When the final seconds expired on Sunday and North Carolina’s victory against Notre Dame was over, Justin Coleman began embracing his teammates and savoring a moment he’d imagined, sure, but one years ago he never thought possible.
“Amazing,” Coleman said again and again, inside the Tar Heels’ locker room after their 88-74 victory in the NCAA tournament East regional championship game.
UNC’s run to the Final Four in Houston is special for anyone involved in the program – from head coach Roy Williams to members of the office staff at the Smith Center. And for UNC’s walk-ons, a group that includes Coleman and fellow seniors Spenser Dalton and Toby Egbuna, the journey is especially surreal.
Coleman, a graduate of Broughton in Raleigh, earned a scholarship before this season began. That came after he spent about a full season with the varsity team, and after he’d spent two years playing on UNC’s junior varsity team, which is a relic leftover from Dean Smith’s head coaching tenure.
No other major college basketball program has a JV team these days. Smith wanted it to remain at UNC, though, to give members of the student body a chance to become a part of the basketball program. And so every fall dozens of UNC students come out for a two-day tryout, hopeful of making the team and, one day, of receiving an unlikely call from Williams.
The JV team also provides head coaching experience, however limited, for one of UNC’s assistants. C.B. McGrath is the JV coach this season; Hubert Davis coached the previous two seasons.
Every year, depending on numbers and attrition and available roster spots, Williams might call up a JV player to varsity. Coleman received that call last year and, now, here he is: bound for Houston and the Final Four, where the No. 1 seed Tar Heels will play No. 10 Syracuse Saturday.
“Sometimes we don’t even feel like it’s real,” Coleman said on Sunday night while tying his tie, needing to look sharp, like rest of his team, for the walk back to the bus and then later to the plane. “Like we’re living in a dream world.”
Coleman’s story, especially, is the stuff of fantasy. During his high school years, he suffered a serious neck injury in a summer game when he slid head first into a wall after he was fouled. Doctors doubted he’d ever be able to play basketball again.
He returned to play at Broughton.

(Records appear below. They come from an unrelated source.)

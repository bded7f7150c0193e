mod dedup;
mod error;
mod log;
mod reconcile;

pub use dedup::{DedupKey, DEFAULT_BUCKET_WIDTH};
pub use error::MessageLogError;
pub use log::{AppendOutcome, LogEntry, MessageLog};
pub use reconcile::{
    reconcile_history, Seed, GREETING_MESSAGE, UPLOAD_PROMPT_MESSAGE, WELCOME_BACK_MESSAGE,
};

Then he was involved in a car accident that left another motorist dead, a moment that “devastated” him emotionally and mentally, Coleman said earlier this season.

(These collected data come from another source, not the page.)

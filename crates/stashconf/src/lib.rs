//! Configuration loading for stash.
//!
//! Everything a hosting application needs before it can open storage:
//! where the working root lives, whether the remote tier is on, and how
//! loud to log.
//!
//! # Usage
//!
//! ```rust,no_run
//! use stashconf::StashConfig;
//!
//! let config = StashConfig::load().expect("Failed to load config");
//! let resolver = config.resolver();
//! println!("storage lives under {}", resolver.join("storage").display());
//! ```
//!
//! # Config File Locations
//!
//! Files are loaded in order (later wins):
//! 1. `/etc/stash/config.toml` (system)
//! 2. `~/.config/stash/config.toml` (user)
//! 3. `./stash.toml` (local override, replaced by an explicit path)
//! 4. Environment variables (`STASH_*`, `RUST_LOG`)
//!
//! # Example Config
//!
//! ```toml
//! [paths]
//! work_dir = "~/reader"
//!
//! [remote]
//! enabled = true
//! database = "/mnt/shared/stash/remote.db"
//! collection = "storage"
//!
//! [telemetry]
//! log_level = "info"
//! ```

pub mod infra;
pub mod loader;
pub mod workdir;

pub use infra::{PathsConfig, RemoteConfig, TelemetryConfig};
pub use loader::{discover_config_files_with_override, ConfigSources};
pub use workdir::{HostEnv, Platform, WorkDirResolver, MACOS_HOME_SUBDIR};

use serde::{Deserialize, Serialize};
use std::path::PathBuf;
use thiserror::Error;

/// Configuration loading errors.
#[derive(Debug, Error)]
pub enum ConfigError {
    #[error("Failed to read config file {path}: {source}")]
    FileRead {
        path: PathBuf,
        source: std::io::Error,
    },

    #[error("Failed to parse config file {path}: {message}")]
    Parse { path: PathBuf, message: String },
}

/// Complete stash configuration.
#[derive(Debug, Clone, Default, PartialEq, Eq, Serialize, Deserialize)]
pub struct StashConfig {
    #[serde(default)]
    pub paths: PathsConfig,

    #[serde(default)]
    pub remote: RemoteConfig,

    #[serde(default)]
    pub telemetry: TelemetryConfig,
}

impl StashConfig {
    /// Load configuration from all sources.
    ///
    /// Load order (later wins):
    /// 1. Compiled defaults
    /// 2. `/etc/stash/config.toml`
    /// 3. `~/.config/stash/config.toml`
    /// 4. `./stash.toml`
    /// 5. Environment variables
    pub fn load() -> Result<Self, ConfigError> {
        let (config, _sources) = Self::load_with_sources_from(None)?;
        Ok(config)
    }

    /// Load configuration with `config_path` replacing `./stash.toml`.
    pub fn load_from(config_path: Option<&std::path::Path>) -> Result<Self, ConfigError> {
        let (config, _sources) = Self::load_with_sources_from(config_path)?;
        Ok(config)
    }

    /// Load configuration from optional path and return information about sources.
    pub fn load_with_sources_from(
        config_path: Option<&std::path::Path>,
    ) -> Result<(Self, ConfigSources), ConfigError> {
        let mut sources = ConfigSources::default();
        let mut config = StashConfig::default();

        for path in loader::discover_config_files_with_override(config_path) {
            let file_config = loader::load_from_file(&path)?;
            config = loader::merge_configs(config, file_config);
            sources.files.push(path);
        }

        loader::apply_env_overrides(&mut config, &mut sources);

        Ok((config, sources))
    }

    /// A working root resolver for this process.
    pub fn resolver(&self) -> WorkDirResolver {
        WorkDirResolver::from_host(self.paths.work_dir.clone())
    }

    /// Serialize config to TOML string.
    pub fn to_toml(&self) -> String {
        let mut output = String::new();

        output.push_str("# stash configuration\n\n");

        output.push_str("[paths]\n");
        match &self.paths.work_dir {
            Some(dir) => output.push_str(&format!("work_dir = \"{}\"\n", dir.display())),
            None => output.push_str("# work_dir = \".\"\n"),
        }

        output.push_str("\n[remote]\n");
        match self.remote.enabled {
            Some(enabled) => output.push_str(&format!("enabled = {}\n", enabled)),
            None => output.push_str("# enabled = false\n"),
        }
        output.push_str(&format!(
            "database = \"{}\"\n",
            self.remote.database.display()
        ));
        output.push_str(&format!("collection = \"{}\"\n", self.remote.collection));

        output.push_str("\n[telemetry]\n");
        output.push_str(&format!(
            "log_level = \"{}\"\n",
            self.telemetry.log_level
        ));

        output
    }
}

#[cfg(test)]
mod tests {
    use super::*;
    use std::path::Path;

    #[test]
    fn test_default_config() {
        let config = StashConfig::default();
        assert_eq!(config.paths.work_dir, None);
        assert!(!config.remote.is_enabled());
        assert_eq!(config.telemetry.log_level, "info");
    }

    #[test]
    fn test_to_toml_parses_back() {
        let mut config = StashConfig::default();
        config.paths.work_dir = Some(PathBuf::from("/data/stash"));
        config.remote.enabled = Some(true);

        let toml = config.to_toml();
        assert!(toml.contains("[paths]"));
        assert!(toml.contains("[remote]"));
        assert!(toml.contains("[telemetry]"));

        let parsed = loader::parse_toml(&toml, Path::new("rendered.toml")).unwrap();
        assert_eq!(parsed, config);
    }

    #[test]
    fn test_load_from_explicit_file() {
        let temp = tempfile::TempDir::new().unwrap();
        let path = temp.path().join("stash.toml");
        std::fs::write(&path, "[remote]\ncollection = \"explicit\"\n").unwrap();

        let (config, sources) = StashConfig::load_with_sources_from(Some(&path)).unwrap();
        assert!(sources.files.contains(&path));
        // Env may still override; collection is only touched by STASH_REMOTE_COLLECTION.
        if !sources.env_overrides.iter().any(|v| v == "STASH_REMOTE_COLLECTION") {
            assert_eq!(config.remote.collection, "explicit");
        }
    }
}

He recovered from his physical scars, and the mental ones, and made the JV team at UNC and eventually earned that scholarship. Williams brought Coleman in front of the team and made the announcement in August. Everybody celebrated.
Then, just before the start of the season, Coleman suffered a severe reaction to a prescription medication. For a while he couldn’t practice, and he didn’t dress out for the first seven games of the season.
Eventually he came back from that, too. In his first game of the season with the team, a victory against Davidson, Coleman played in the final couple of minutes. He made a free throw that elicited some loud applause at the Smith Center.
He made his first shot from the field in the final seconds of a Jan. 30 victory against Boston College. It was Coleman’s first varsity basket and his teammates on the bench went wild. They all knew how far he’d come, how much he’d overcome to reach that point.
And the journey was hardly over. In some ways it was just beginning, because the Tar Heels of late January hadn’t yet started to become who they are today. Coleman has been along for the ride and in practices, at least, an active participant in it.
And now he’s Final Four bound. From Broughton to the UNC JV team to Houston.
“Amazing,” Coleman said again Sunday, one of five times he said the word in a span of about 90 seconds. “It’s unreal to think about where we’ve come from and just everything happened so fast.”
Coleman was talking about the path he and Dalton and Egbuna had taken to reach this point.
“It’s an experience that we can’t even put into words, really,” Coleman said.